Part of our assignment for this week–in addition to continuing to be the diligent and thoughtful students that we’re definitely, totally being on our projects–was to review another student’s website. Without posting the full review here, I was assigned Natalie Russell and Nick Ostermann’s site on the Gens de Couleur. They’re making an intriguing argument about the role free people of color (FPC) played in antebellum New Orleans and in turn demonstrating how they “whitened” themselves in official portraits and correspondence.

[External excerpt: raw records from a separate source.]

//! `multipart/form-data` encoding and decoding.
//!
//! Only the subset services exchange is supported: text fields plus at most
//! one file part, each part introduced by a `Content-Disposition: form-data`
//! header. The first part carrying a `filename` becomes the upload.

use std::collections::BTreeMap;

use thiserror::Error;

use crate::registry::Upload;

/// Boundary used by [`encode`] callers that have no preference.
pub const DEFAULT_BOUNDARY: &str = "----ArborFormBoundary6ebd851a13baed30";

const CRLF: &[u8] = b"\r\n";
const HEADER_END: &[u8] = b"\r\n\r\n";

/// Errors raised while decoding a multipart body.
#[derive(Debug, Error, PartialEq, Eq)]
pub enum MultipartError {
    /// The content type was not `multipart/form-data`.
    #[error("expected multipart/form-data, got '{content_type}'")]
    NotMultipart { content_type: String },
    /// The content type had no boundary parameter.
    #[error("multipart content type has no boundary")]
    MissingBoundary,
    /// The body did not contain the closing delimiter.
    #[error("multipart body is not terminated")]
    Unterminated,
    /// A part lacked the blank line separating headers from content.
    #[error("multipart part has no header terminator")]
    MalformedPart,
    /// A part had no `name` parameter.
    #[error("multipart part has no field name")]
    MissingName,
    /// A text field was not UTF-8.
    #[error("multipart field '{name}' is not UTF-8")]
    NonUtf8Field { name: String },
}

/// A file part for [`encode`].
#[derive(Debug, Clone, Copy)]
pub struct FilePart<'a> {
    /// Form field name.
    pub field: &'a str,
    /// File name reported to the receiver.
    pub filename: &'a str,
    /// File contents.
    pub data: &'a [u8],
}

/// Content type header value announcing `boundary`.
#[must_use]
pub fn content_type(boundary: &str) -> String {
    format!("multipart/form-data; boundary={boundary}")
}

/// Encodes text fields and an optional file part.
#[must_use]
pub fn encode(boundary: &str, fields: &[(&str, &str)], file: Option<FilePart<'_>>) -> Vec<u8> {
    let mut body = Vec::new();
    for (name, value) in fields {
        body.extend_from_slice(format!("--{boundary}\r\n").as_bytes());
        body.extend_from_slice(
            format!("Content-Disposition: form-data; name=\"{name}\"\r\n\r\n").as_bytes(),
        );
        body.extend_from_slice(value.as_bytes());
        body.extend_from_slice(CRLF);
    }
    if let Some(part) = file {
        body.extend_from_slice(format!("--{boundary}\r\n").as_bytes());
        body.extend_from_slice(
            format!(
                "Content-Disposition: form-data; name=\"{}\"; filename=\"{}\"\r\n",
                part.field, part.filename
            )
            .as_bytes(),
        );
        body.extend_from_slice(b"Content-Type: application/octet-stream\r\n\r\n");
        body.extend_from_slice(part.data);
        body.extend_from_slice(CRLF);
    }
    body.extend_from_slice(format!("--{boundary}--\r\n").as_bytes());
    body
}

/// Extracts the boundary from a `Content-Type` header value.
///
/// # Errors
///
/// Returns [`MultipartError::NotMultipart`] or
/// [`MultipartError::MissingBoundary`].
pub fn boundary(content_type: &str) -> Result<String, MultipartError> {
    let mut params = content_type.split(';').map(str::trim);
    let mime = params.next().unwrap_or_default();
    if !mime.eq_ignore_ascii_case("multipart/form-data") {
        return Err(MultipartError::NotMultipart {
            content_type: content_type.to_owned(),
        });
    }
    params
        .filter_map(|param| param.split_once('='))
        .find(|(key, _)| key.trim().eq_ignore_ascii_case("boundary"))
        .map(|(_, value)| value.trim().trim_matches('"').to_owned())
        .filter(|value| !value.is_empty())
        .ok_or(MultipartError::MissingBoundary)
}

/// Decodes a multipart body delimited by `boundary`.
///
/// # Errors
///
/// Returns [`MultipartError`] when the body is not well formed.
pub fn decode(boundary: &str, body: &[u8]) -> Result<Upload, MultipartError> {
    let delimiter = format!("--{boundary}").into_bytes();
    let mut upload = Upload::default();
    let mut remaining = match find(body, &delimiter) {
        Some(start) => body.get(start + delimiter.len()..).unwrap_or_default(),
        None => return Err(MultipartError::Unterminated),
    };
    loop {
        if remaining.starts_with(b"--") {
            return Ok(upload);
        }
        let Some(end) = find(remaining, &delimiter) else {
            return Err(MultipartError::Unterminated);
        };
        let (part, rest) = remaining.split_at(end);
        read_part(trim_part(part), &mut upload)?;
        remaining = rest.get(delimiter.len()..).unwrap_or_default();
    }
}

fn trim_part(part: &[u8]) -> &[u8] {
    let part = part.strip_prefix(CRLF).unwrap_or(part);
    part.strip_suffix(CRLF).unwrap_or(part)
}

fn read_part(part: &[u8], upload: &mut Upload) -> Result<(), MultipartError> {
    let split = find(part, HEADER_END).ok_or(MultipartError::MalformedPart)?;
    let (head, content) = part.split_at(split);
    let content = content.get(HEADER_END.len()..).unwrap_or_default();
    let head = String::from_utf8_lossy(head);
    let disposition = head
        .split("\r\n")
        .filter_map(|line| line.split_once(':'))
        .find(|(name, _)| name.trim().eq_ignore_ascii_case("content-disposition"))
        .map(|(_, value)| value.trim().to_owned())
        .unwrap_or_default();
    let params = disposition_params(&disposition);
    let name = params
        .get("name")
        .cloned()
        .ok_or(MultipartError::MissingName)?;
    match params.get("filename") {
        Some(filename) if !upload.has_file() => {
            upload.filename.clone_from(filename);
            upload.data = content.to_vec();
        }
        Some(_) => {}
        None => {
            let value = String::from_utf8(content.to_vec())
                .map_err(|_| MultipartError::NonUtf8Field { name: name.clone() })?;
            upload.args.insert(name, value);
        }
    }
    Ok(())
}

fn disposition_params(disposition: &str) -> BTreeMap<String, String> {
    disposition
        .split(';')
        .skip(1)
        .filter_map(|param| param.split_once('='))
        .map(|(key, value)| {
            (
                key.trim().to_ascii_lowercase(),
                value.trim().trim_matches('"').to_owned(),
            )
        })
        .collect()
}

fn find(haystack: &[u8], needle: &[u8]) -> Option<usize> {
    if needle.is_empty() {
        return None;
    }
    haystack
        .windows(needle.len())
        .position(|window| window == needle)
}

My greatest takeaway was the need for identifying and gearing presentation and media used to the audience you are trying to reach. Natalie and Nick had originally identified that they wanted to reach middle- and high-school students, and I think their biography style is a great way to give students something quick but still historically “deep” to read. I’d love to see them play up their primary sources, though, and play down their narrative. Maybe a catalog of the primary sources related to Julien Hudson at the top of the page, before the narrative, would help them do what I struggle with as an instructor–getting my students to actually engage with a primary document. A letter, rather than a portrait, would be even more ideal. While I love playing the “let’s analyze the coloration of American Progress” game as much as the next instructor, there’s something to be said for reading the handwriting and actual words of a wealthy New Orleans FPC.

Courtesy of Kids' Britannica.
She’s going from the light in the east to the darkness in the west! WHAT COULD IT MEAN?! Special shoutout to the one student of mine who complained about the two children riding in the covered wagon.

What this process has challenged me to do is better identify at whom I am targeting my map and the curated newspaper articles in my Omeka. The short answer I had at first was “I don’t know…grad students, probably.” On the whole I think that’s about where my thought process is at, because I don’t think historical electoral politics are getting a ton of people out of bed in the morning. I can better define that, though, and I will have to try and find a way to demonstrate that in my “About” section or my overall argument.


In “Cory doesn’t understand the Internet” news, I figured out Carto yesterday. Seriously, go look at my map. The findings could be wrong, insignificant, or just not that interesting, but I finally was able to make tidy data, upload shape files and datasets, merge them into a map, construct different layers, and display them in a manner approaching efficiency. It was the product of about two weeks of work and about 40 deleted maps and datasets (Carto kept uploading percentages as “strings,” not “numbers,” then deleting them when I’d try to convert them in the dataset), but it felt good to finally have that “Eureka!” moment yesterday.

But this is about what I don’t get about the Internet.

One thing I really enjoyed, going back to the review of Natalie and Nick’s project, was how Natalie embedded her Apple Music in her “About” page. That seems like a fun way to put yourself in the shoes of the scholar you’re reading about. I don’t think people want to listen to a collection of Whitney Houston, “The Planets,” 80s pop rock, the occasional country song, and Big Ten fight songs (shut up), though.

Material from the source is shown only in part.